Patterns Tutorial

wiki

Lua patterns can match sequences of characters, where each character can be optional, or repeat multiple times. If you're used to other languages that have regular expressions to match text, remember that Lua's pattern matching is not the same: it's more limited, and has different syntax.

After reading this tutorial, it's very strongly recommended to read the manual on patterns[1], so you know everything it offers.

Introduction to patterns

First we will use the string.find function, which finds the first occurrence of a pattern in a string and returns start and end indices of the first and last characters that matched the text:

> = string.find('banana', 'an') -- find 1st occurance of 'an' (letters are matched literally)
2       3
> = string.find('banana', 'lua') -- 'lua' will not be found
nil

But literally matching text isn't that useful, so patterns have the concept of character classes. A character class is a pattern that matches one of a set of characters. For example, . is a character class that matches any character:

> = string.find("abcdefg", 'b..')
2 4

We can now use these indices to get the matched text, but there's a better way: the string.match function. It returns the matched text, or nil if the pattern is not found: (actually, find also returns the matched text, but it first returns the indexes; match only returns the text)

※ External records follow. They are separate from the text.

use std::time::Instant;

use eframe::egui::{self, Color32, RichText, Ui};
use egui_extras::{Column, TableBuilder};

use crate::color::label_color;
use crate::data::parser::ValidationMode;
use crate::state::AppState;

/// Tokens shown in the features column before the text is cut off.
const PREVIEW_TOKENS: usize = 5;

// ---------------------------------------------------------------------------
// Top bar
// ---------------------------------------------------------------------------

/// Render the top menu / toolbar.
pub fn top_bar(ui: &mut Ui, state: &mut AppState) {
    egui::menu::bar(ui, |ui: &mut Ui| {
        ui.menu_button("File", |ui: &mut Ui| {
            if ui.button("Import samples…").clicked() {
                open_samples_dialog(state);
                ui.close_menu();
            }
            if ui.button("Restore built-in samples").clicked() {
                state.restore_builtin_samples();
                ui.close_menu();
            }
        });

        if ui
            .add_enabled(!state.is_loading(), egui::Button::new("Reset"))
            .clicked()
        {
            state.reset();
        }

        ui.separator();

        let mut strict = state.validation == ValidationMode::Strict;
        if ui
            .checkbox(&mut strict, "Strict validation")
            .on_hover_text("Require exactly 60 values, each between 0 and 1")
            .changed()
        {
            state.validation = ValidationMode::from_strict(strict);
        }

        ui.separator();

        let classifier = state.classifier();
        if classifier.is_placeholder() {
            ui.label(RichText::new(classifier.name()).color(Color32::YELLOW))
                .on_hover_text("Local stand-in for the real model; results are not meaningful");
        } else {
            ui.label(classifier.name());
        }

        if let Some(msg) = &state.status_message {
            ui.separator();
            let color = if msg.starts_with("Error") {
                Color32::RED
            } else {
                ui.visuals().text_color()
            };
            ui.label(RichText::new(msg).color(color));
        }
    });
}

// ---------------------------------------------------------------------------
// Prediction form + result
// ---------------------------------------------------------------------------

/// Render the input field, the Predict button and the current outcome.
pub fn prediction_form(ui: &mut Ui, state: &mut AppState) {
    ui.heading("Sonar Mine vs Rock Prediction");
    ui.add_space(6.0);

    let loading = state.is_loading();
    let input = ui.add_enabled(
        !loading,
        egui::TextEdit::singleline(&mut state.input)
            .hint_text("Enter features, comma-separated")
            .desired_width(f32::INFINITY),
    );
    let enter_pressed = input.lost_focus() && ui.input(|i| i.key_pressed(egui::Key::Enter));

    let label = if loading { "Submitting…" } else { "Predict" };
    let width = ui.available_width();
    let clicked = ui
        .add_enabled(!loading, egui::Button::new(label).min_size(egui::vec2(width, 0.0)))
        .clicked();

    if clicked || enter_pressed {
        state.submit();
    }

    ui.add_space(6.0);
    result_view(ui, state);
}

fn result_view(ui: &mut Ui, state: &AppState) {
    if let Some(err) = &state.error {
        ui.label(RichText::new(err).color(Color32::RED));
        return;
    }
    let Some(prediction) = &state.prediction else {
        return;
    };

    ui.horizontal(|ui: &mut Ui| {
        ui.label(RichText::new("Prediction:").strong().size(16.0));
        ui.label(
            RichText::new(prediction.label.to_string())
                .strong()
                .size(16.0)
                .color(label_color(prediction.label)),
        );
    });

    if let Some(confidence) = prediction.confidence {
        ui.add(
            egui::ProgressBar::new(confidence as f32)
                .text(format!("Confidence {:.0}%", confidence * 100.0)),
        );
        if state.classifier().is_placeholder() {
            ui.small("Confidence is fabricated by the demo heuristic.");
        }
    }
}

// ---------------------------------------------------------------------------
// Sample table
// ---------------------------------------------------------------------------

/// Render the example inputs with per-row copy buttons.
pub fn sample_table(ui: &mut Ui, state: &mut AppState) {
    ui.heading("Test Data");

    let now = Instant::now();
    let mut copy_requested = None;

    TableBuilder::new(ui)
        .striped(true)
        .column(Column::remainder().at_least(180.0))
        .column(Column::auto().at_least(70.0))
        .column(Column::remainder())
        .column(Column::auto().at_least(60.0))
        .header(20.0, |mut header| {
            header.col(|ui: &mut Ui| {
                ui.strong("Features");
            });
            header.col(|ui: &mut Ui| {
                ui.strong("Expected Label");
            });
            header.col(|ui: &mut Ui| {
                ui.strong("Description");
            });
            header.col(|ui: &mut Ui| {
                ui.strong("Copy");
            });
        })
        .body(|mut body| {
            for (index, sample) in state.samples.iter().enumerate() {
                body.row(22.0, |mut row| {
                    row.col(|ui: &mut Ui| {
                        ui.label(sample.preview(PREVIEW_TOKENS))
                            .on_hover_text(sample.features.as_str());
                    });
                    row.col(|ui: &mut Ui| {
                        ui.label(
                            RichText::new(sample.label.to_string())
                                .color(label_color(sample.label)),
                        );
                    });
                    row.col(|ui: &mut Ui| {
                        ui.label(sample.description.as_deref().unwrap_or(""));
                    });
                    row.col(|ui: &mut Ui| {
                        let text = if state.is_copied(index, now) { "Copied!" } else { "Copy" };
                        if ui.small_button(text).clicked() {
                            copy_requested = Some(index);
                        }
                    });
                });
            }
        });

    if let Some(index) = copy_requested {
        if let Some(text) = state.copy_sample(index, now) {
            ui.ctx().copy_text(text);
        }
    }
}

// ---------------------------------------------------------------------------
// File dialog
// ---------------------------------------------------------------------------

pub fn open_samples_dialog(state: &mut AppState) {
    let file = rfd::FileDialog::new()
        .set_title("Import sample set")
        .add_filter("Supported files", &["json", "csv"])
        .add_filter("JSON", &["json"])
        .add_filter("CSV", &["csv"])
        .pick_file();

    if let Some(path) = file {
        state.import_samples(&path);
    }
}
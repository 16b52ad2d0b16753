use eframe::egui::Color32;
use palette::{Hsl, IntoColor, Srgb};

use crate::data::model::Label;

// ---------------------------------------------------------------------------
// Label colours
// ---------------------------------------------------------------------------

const MINE_HUE: f32 = 5.0;
const ROCK_HUE: f32 = 210.0;

fn hsl_to_color32(hue: f32, saturation: f32, lightness: f32) -> Color32 {
    let rgb: Srgb = Hsl::new(hue, saturation, lightness).into_color();
    Color32::from_rgb(
        (rgb.red * 255.0) as u8,
        (rgb.green * 255.0) as u8,
        (rgb.blue * 255.0) as u8,
    )
}

/// Colour used for a label in the result line and the signal plot.
pub fn label_color(label: Label) -> Color32 {
    match label {
        Label::Mine => hsl_to_color32(MINE_HUE, 0.75, 0.55),
        Label::Rock => hsl_to_color32(ROCK_HUE, 0.75, 0.55),
    }
}

/// Lighter variant for sample curves so the submitted signal stands out.
pub fn sample_color(label: Label) -> Color32 {
    match label {
        Label::Mine => hsl_to_color32(MINE_HUE, 0.45, 0.75),
        Label::Rock => hsl_to_color32(ROCK_HUE, 0.45, 0.75),
    }
}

> = string.match("abcdefg", 'b..')
bcd

Patterns have a few pre-defined classes, use them as "%x", where "x" is the letter identifying the class:

> = string.match("foo 123 bar", '%d%d%d') -- %d matches a digit
123
> = string.match("text with an Uppercase letter", '%u') -- %u matches an uppercase letter
U

Making the letter after the % uppercase inverts the class, so %D will match all non-digit characters. See the patterns manual (linked at the top of the tutorial) for a list of all pre-defined classes.

You can also create your own classes by wrapping a group of characters in square brackets. This will match one of the characters. If the first character inside the brackets is ^, then it will match a character not in the group.

> = string.match("abcd", '[bc][bc]')
bc
> = string.match("abcd", '[^ad]')
b
> = string.match("123", '[0-9]') -- you can specify a range of characters using -
1

Repetition

Even with character classes this is still very limiting, because we can only match strings with a fixed length. To solve this, patterns support these four repetition operators:

* Match the previous character (or class) zero or more times, as many times as possible.
+ Match the previous character (or class) one or more times, as many times as possible.
- Match the previous character (or class) zero or more times, as few times as possible.
? Make the previous character (or class) optional.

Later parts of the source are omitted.